EXERCISE GOAL.
Please restate each entry below, word for word.

RECORDS PROVIDED.
= = = = = = =

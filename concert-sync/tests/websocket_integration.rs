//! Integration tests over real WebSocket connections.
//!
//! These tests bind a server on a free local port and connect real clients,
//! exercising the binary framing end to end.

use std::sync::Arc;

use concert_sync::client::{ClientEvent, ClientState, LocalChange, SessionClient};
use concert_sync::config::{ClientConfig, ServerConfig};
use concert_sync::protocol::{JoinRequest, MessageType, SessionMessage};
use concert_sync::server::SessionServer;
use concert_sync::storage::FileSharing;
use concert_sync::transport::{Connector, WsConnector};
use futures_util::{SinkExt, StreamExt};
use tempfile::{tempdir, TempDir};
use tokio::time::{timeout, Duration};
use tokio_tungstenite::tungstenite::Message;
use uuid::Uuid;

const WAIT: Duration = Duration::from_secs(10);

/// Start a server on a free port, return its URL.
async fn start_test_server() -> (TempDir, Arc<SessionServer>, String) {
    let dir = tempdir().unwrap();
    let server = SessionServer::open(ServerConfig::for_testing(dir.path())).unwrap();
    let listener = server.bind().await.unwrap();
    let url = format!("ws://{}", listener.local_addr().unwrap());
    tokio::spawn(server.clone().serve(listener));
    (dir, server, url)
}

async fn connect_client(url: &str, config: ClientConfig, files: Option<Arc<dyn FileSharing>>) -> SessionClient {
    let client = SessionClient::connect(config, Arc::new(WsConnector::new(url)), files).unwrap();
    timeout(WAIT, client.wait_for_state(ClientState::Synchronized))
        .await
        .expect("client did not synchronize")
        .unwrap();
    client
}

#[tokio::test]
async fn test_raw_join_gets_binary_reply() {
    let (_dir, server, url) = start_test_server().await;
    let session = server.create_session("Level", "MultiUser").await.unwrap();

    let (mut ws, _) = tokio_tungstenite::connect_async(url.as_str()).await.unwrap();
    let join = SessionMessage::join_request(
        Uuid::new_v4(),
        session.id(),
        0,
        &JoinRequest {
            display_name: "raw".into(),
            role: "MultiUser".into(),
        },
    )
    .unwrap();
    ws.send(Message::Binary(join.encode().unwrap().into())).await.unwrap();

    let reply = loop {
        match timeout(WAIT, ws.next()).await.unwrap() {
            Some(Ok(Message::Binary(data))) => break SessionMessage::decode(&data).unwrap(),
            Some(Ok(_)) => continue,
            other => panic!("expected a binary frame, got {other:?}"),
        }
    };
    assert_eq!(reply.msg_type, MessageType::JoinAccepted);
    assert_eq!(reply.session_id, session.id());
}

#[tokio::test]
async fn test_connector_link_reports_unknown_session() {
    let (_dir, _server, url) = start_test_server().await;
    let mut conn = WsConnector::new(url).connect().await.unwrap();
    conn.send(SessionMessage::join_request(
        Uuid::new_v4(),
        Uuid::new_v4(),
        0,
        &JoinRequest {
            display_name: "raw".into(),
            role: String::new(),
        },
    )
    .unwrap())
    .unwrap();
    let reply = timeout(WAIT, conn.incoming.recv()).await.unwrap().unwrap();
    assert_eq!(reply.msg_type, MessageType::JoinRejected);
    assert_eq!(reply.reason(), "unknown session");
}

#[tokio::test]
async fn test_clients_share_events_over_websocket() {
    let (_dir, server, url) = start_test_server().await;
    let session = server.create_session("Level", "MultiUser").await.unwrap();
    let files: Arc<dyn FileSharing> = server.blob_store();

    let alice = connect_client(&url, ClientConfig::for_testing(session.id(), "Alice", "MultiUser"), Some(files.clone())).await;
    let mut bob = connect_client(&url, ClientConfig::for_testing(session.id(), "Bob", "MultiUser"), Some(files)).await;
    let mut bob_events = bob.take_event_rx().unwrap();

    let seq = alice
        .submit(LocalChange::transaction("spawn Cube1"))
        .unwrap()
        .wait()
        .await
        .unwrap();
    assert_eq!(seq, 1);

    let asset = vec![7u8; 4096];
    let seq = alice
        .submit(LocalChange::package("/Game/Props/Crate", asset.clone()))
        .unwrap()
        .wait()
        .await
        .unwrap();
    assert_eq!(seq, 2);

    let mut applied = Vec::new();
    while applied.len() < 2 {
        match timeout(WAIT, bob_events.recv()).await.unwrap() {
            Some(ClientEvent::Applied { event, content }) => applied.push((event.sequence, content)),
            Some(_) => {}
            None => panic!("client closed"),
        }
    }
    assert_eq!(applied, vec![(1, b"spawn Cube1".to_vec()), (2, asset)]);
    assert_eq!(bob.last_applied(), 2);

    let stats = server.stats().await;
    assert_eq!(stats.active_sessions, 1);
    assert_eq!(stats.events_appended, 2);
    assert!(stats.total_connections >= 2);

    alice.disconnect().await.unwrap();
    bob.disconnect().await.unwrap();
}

= = = = = = =

YOUR RESPONSE.
filename concert-sync/tests/websocket_integration.rs
//! Integration tests over real WebSocket connections.
//!
//! These tests bind a server on a free local port and connect real clients,
//! exercising the binary framing end to end.

use std::sync::Arc;

use concert_sync::client::{ClientEvent, ClientState, LocalChange, SessionClient};
use concert_sync::config::{ClientConfig, ServerConfig};
use concert_sync::protocol::{JoinRequest, MessageType, SessionMessage};
use concert_sync::server::SessionServer;
use concert_sync::storage::FileSharing;
use concert_sync::transport::{Connector, WsConnector};
use futures_util::{SinkExt, StreamExt};
use tempfile::{tempdir, TempDir};
use tokio::time::{timeout, Duration};
use tokio_tungstenite::tungstenite::Message;
use uuid::Uuid;

const WAIT: Duration = Duration::from_secs(10);

/// Start a server on a free port, return its URL.
async fn start_test_server() -> (TempDir, Arc<SessionServer>, String) {
    let dir = tempdir().unwrap();
    let server = SessionServer::open(ServerConfig::for_testing(dir.path())).unwrap();
    let listener = server.bind().await.unwrap();
    let url = format!("ws://{}", listener.local_addr().unwrap());
    tokio::spawn(server.clone().serve(listener));
    (dir, server, url)
}

async fn connect_client(url: &str, config: ClientConfig, files: Option<Arc<dyn FileSharing>>) -> SessionClient {
    let client = SessionClient::connect(config, Arc::new(WsConnector::new(url)), files).unwrap();
    timeout(WAIT, client.wait_for_state(ClientState::Synchronized))
        .await
        .expect("client did not synchronize")
        .unwrap();
    client
}

#[tokio::test]
async fn test_raw_join_gets_binary_reply() {
    let (_dir, server, url) = start_test_server().await;
    let session = server.create_session("Level", "MultiUser").await.unwrap();

    let (mut ws, _) = tokio_tungstenite::connect_async(url.as_str()).await.unwrap();
    let join = SessionMessage::join_request(
        Uuid::new_v4(),
        session.id(),
        0,
        &JoinRequest {
            display_name: "raw".into(),
            role: "MultiUser".into(),
        },
    )
    .unwrap();
    ws.send(Message::Binary(join.encode().unwrap().into())).await.unwrap();

    let reply = loop {
        match timeout(WAIT, ws.next()).await.unwrap() {
            Some(Ok(Message::Binary(data))) => break SessionMessage::decode(&data).unwrap(),
            Some(Ok(_)) => continue,
            other => panic!("expected a binary frame, got {other:?}"),
        }
    };
    assert_eq!(reply.msg_type, MessageType::JoinAccepted);
    assert_eq!(reply.session_id, session.id());
}

#[tokio::test]
async fn test_connector_link_reports_unknown_session() {
    let (_dir, _server, url) = start_test_server().await;
    let mut conn = WsConnector::new(url).connect().await.unwrap();
    conn.send(SessionMessage::join_request(
        Uuid::new_v4(),
        Uuid::new_v4(),
        0,
        &JoinRequest {
            display_name: "raw".into(),
            role: String::new(),
        },
    )
    .unwrap())
    .unwrap();
    let reply = timeout(WAIT, conn.incoming.recv()).await.unwrap().unwrap();
    assert_eq!(reply.msg_type, MessageType::JoinRejected);
    assert_eq!(reply.reason(), "unknown session");
}

#[tokio::test]
async fn test_clients_share_events_over_websocket() {
    let (_dir, server, url) = start_test_server().await;
    let session = server.create_session("Level", "MultiUser").await.unwrap();
    let files: Arc<dyn FileSharing> = server.blob_store();

    let alice = connect_client(&url, ClientConfig::for_testing(session.id(), "Alice", "MultiUser"), Some(files.clone())).await;
    let mut bob = connect_client(&url, ClientConfig::for_testing(session.id(), "Bob", "MultiUser"), Some(files)).await;
    let mut bob_events = bob.take_event_rx().unwrap();

    let seq = alice
        .submit(LocalChange::transaction("spawn Cube1"))
        .unwrap()
        .wait()
        .await
        .unwrap();
    assert_eq!(seq, 1);

    let asset = vec![7u8; 4096];
    let seq = alice
        .submit(LocalChange::package("/Game/Props/Crate", asset.clone()))
        .unwrap()
        .wait()
        .await
        .unwrap();
    assert_eq!(seq, 2);

    let mut applied = Vec::new();
    while applied.len() < 2 {
        match timeout(WAIT, bob_events.recv()).await.unwrap() {
            Some(ClientEvent::Applied { event, content }) => applied.push((event.sequence, content)),
            Some(_) => {}
            None => panic!("client closed"),
        }
    }
    assert_eq!(applied, vec![(1, b"spawn Cube1".to_vec()), (2, asset)]);
    assert_eq!(bob.last_applied(), 2);

    let stats = server.stats().await;
    assert_eq!(stats.active_sessions, 1);
    assert_eq!(stats.events_appended, 2);
    assert!(stats.total_connections >= 2);

    alice.disconnect().await.unwrap();
    bob.disconnect().await.unwrap();
}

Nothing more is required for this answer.